Wednesday, December 29, 2004

True Loves

Tonight while cleaning out all the stuff I've shoved under my bed over the past year, I found my favorite photograph of myself with my old boyfriend. Not G, but one a couple before him, the boy I was with during college and for a year and a half afterward. The picture was taken the day I graduated from college. I was sitting in the football stadium with the other members of my class, none of whom I knew since I was graduating before all my other film school friends. Todd snuck up into the stands to surprise me, and we had the guy sitting behind us take our picture. In it we both look purely, simply happy, and deeply at peace, which is something we rarely were. I remember showing it to my step mom after it was developed, and she told me that she thought Todd looked really proud of me, and when I look at the picture, it makes me smile to be able to see that. I'm so grateful that I have that picture, some little bit of proof of something. The fact that Todd is still in my life is greater proof of that something, whatever exactly that something is. He is someone I know without a doubt I can count on to care about me. Even when I am wicked to him, even when I ignored him for months on end because I was in love with someone else, even when I'm dreadfully dull, I know that he's there, and he'll never not want me in his life. When we were dating, he used to tell me that he worried that if we ever broke up, he would lose my friendship, and I cruelly assured him that he most definitely would, so he'd better not break up with me. I'm so glad I wasn't able to keep my word on that. There are very few (in fact, truly only a few, as in three) people in my life who I can be completely honest with about my feelings and my state of mind, who I know I won't scare away or repulse when I admit that I'm having a hard time. When I tell him things, when I show him my vulnerable, aching side, he doesn't judge me. He formed his opinion of me long, long ago and he's never changed his mind or decided I was no longer worthwhile. This isn't to say that our friendship is perfect, because it's actually quite flawed in many ways. But the relationships that I've tried to make perfect have fallen out of my life, and this one has remained. I can hardly think of anything better then having something like that.

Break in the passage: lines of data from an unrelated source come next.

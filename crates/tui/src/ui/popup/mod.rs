//! Modal dialog rendering.
//!
//! Responsibilities:
//! - Lay out and draw the save-search dialog over the content area.
//! - Report the screen regions of its controls for mouse hit-testing.
//!
//! Does NOT handle:
//! - Dialog state transitions (see `app::save_search`).
//! - Input handling (see `app::popups`).

mod render;
mod save_search_field;

pub use render::{ModalHitAreas, render_save_search_modal};
pub use save_search_field::ModalField;

/// Dialog width as a percentage of the available area.
pub const POPUP_WIDTH_PERCENT: u16 = 60;

/// Dialog height in rows, borders included.
pub const POPUP_HEIGHT_ROWS: u16 = 10;
//! Prometheus endpoint for the save-search metrics.
//!
//! Installs a global `metrics` recorder backed by
//! `metrics-exporter-prometheus` and serves `/metrics` on the given address.
//! The save-search metric names are described on install so scrapes carry
//! `# HELP` lines even before the first save.
//!
//! ```rust,ignore
//! let exporter = savesearch_client::MetricsExporter::install("127.0.0.1:9090")?;
//! tracing::info!(addr = %exporter.bind_addr(), "scrape me");
//! ```

use std::net::SocketAddr;

use metrics::{Unit, describe_counter, describe_histogram};
use metrics_exporter_prometheus::{BuildError, Matcher, PrometheusBuilder};
use tracing::info;

use crate::metrics::{
    METRIC_ERRORS_TOTAL, METRIC_REQUEST_DURATION, METRIC_REQUESTS_TOTAL, METRIC_RETRIES_TOTAL,
};

/// Histogram buckets for save latency, in seconds. Saves include 429 backoff,
/// so the tail reaches past the default retry budget.
const SAVE_LATENCY_BUCKETS: &[f64] = &[0.01, 0.05, 0.1, 0.25, 0.5, 1.0, 2.5, 5.0, 10.0, 30.0];

/// Handle for the running exporter.
#[derive(Debug)]
pub struct MetricsExporter {
    bind_addr: SocketAddr,
}

impl MetricsExporter {
    /// Install the recorder and start the HTTP listener.
    ///
    /// Must be called from within a Tokio runtime; the listener is spawned on it.
    pub fn install(bind_addr: &str) -> Result<Self, MetricsExporterError> {
        let addr = parse_bind_addr(bind_addr)?;

        PrometheusBuilder::new()
            .set_buckets_for_metric(
                Matcher::Full(METRIC_REQUEST_DURATION.to_string()),
                SAVE_LATENCY_BUCKETS,
            )?
            .with_http_listener(addr)
            .install()
            .map_err(|e| match e {
                BuildError::FailedToSetGlobalRecorder(_) => {
                    MetricsExporterError::RecorderAlreadyInstalled
                }
                other => other.into(),
            })?;

        describe_metrics();
        info!(%addr, "Prometheus metrics exporter listening on /metrics");

        Ok(Self { bind_addr: addr })
    }

    pub fn bind_addr(&self) -> SocketAddr {
        self.bind_addr
    }
}

fn parse_bind_addr(bind_addr: &str) -> Result<SocketAddr, MetricsExporterError> {
    bind_addr
        .trim()
        .parse()
        .map_err(|e| MetricsExporterError::InvalidBindAddress(bind_addr.to_string(), e))
}

fn describe_metrics() {
    describe_histogram!(
        METRIC_REQUEST_DURATION,
        Unit::Seconds,
        "Latency of save-search API requests, including retries"
    );
    describe_counter!(METRIC_REQUESTS_TOTAL, "Save-search API requests by status");
    describe_counter!(METRIC_RETRIES_TOTAL, "Rate-limited save requests that were retried");
    describe_counter!(METRIC_ERRORS_TOTAL, "Failed save requests by error category");
}

/// Errors from installing the exporter.
#[derive(Debug, thiserror::Error)]
pub enum MetricsExporterError {
    #[error("Invalid metrics bind address '{0}': {1}")]
    InvalidBindAddress(String, std::net::AddrParseError),

    #[error("A metrics recorder is already installed")]
    RecorderAlreadyInstalled,

    #[error("Failed to build Prometheus recorder: {0}")]
    BuildError(String),
}

impl From<BuildError> for MetricsExporterError {
    fn from(err: BuildError) -> Self {
        MetricsExporterError::BuildError(err.to_string())
    }
}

Tuesday, December 28, 2004

For once!

We are having a true, honest-to-God thunderstorm right now. Mira and Max are going absolutely crazy because they've totally forgotten what thunder sounds like in the past 4 years. I practically have, too!

I wish it weren't already 5:00PM so that I could curl up and take a nap, which short of sitting on a porch swing with someone you love, is the best way to enjoy a storm. Instead, I will make some tea and turn the lights low and just listen, for the few minutes that it lasts.

Monday, December 27, 2004

Tidings of Comfort and Joy

I've been thinking a lot this holiday season about that particular song lyric, and how it seems to sum up all that I most want in life, and all that I'm finding difficult to achieve right now. It's not that I don't have moments of feeling comfortable and joyful, but they've been in short supply as of late, and so the search continues.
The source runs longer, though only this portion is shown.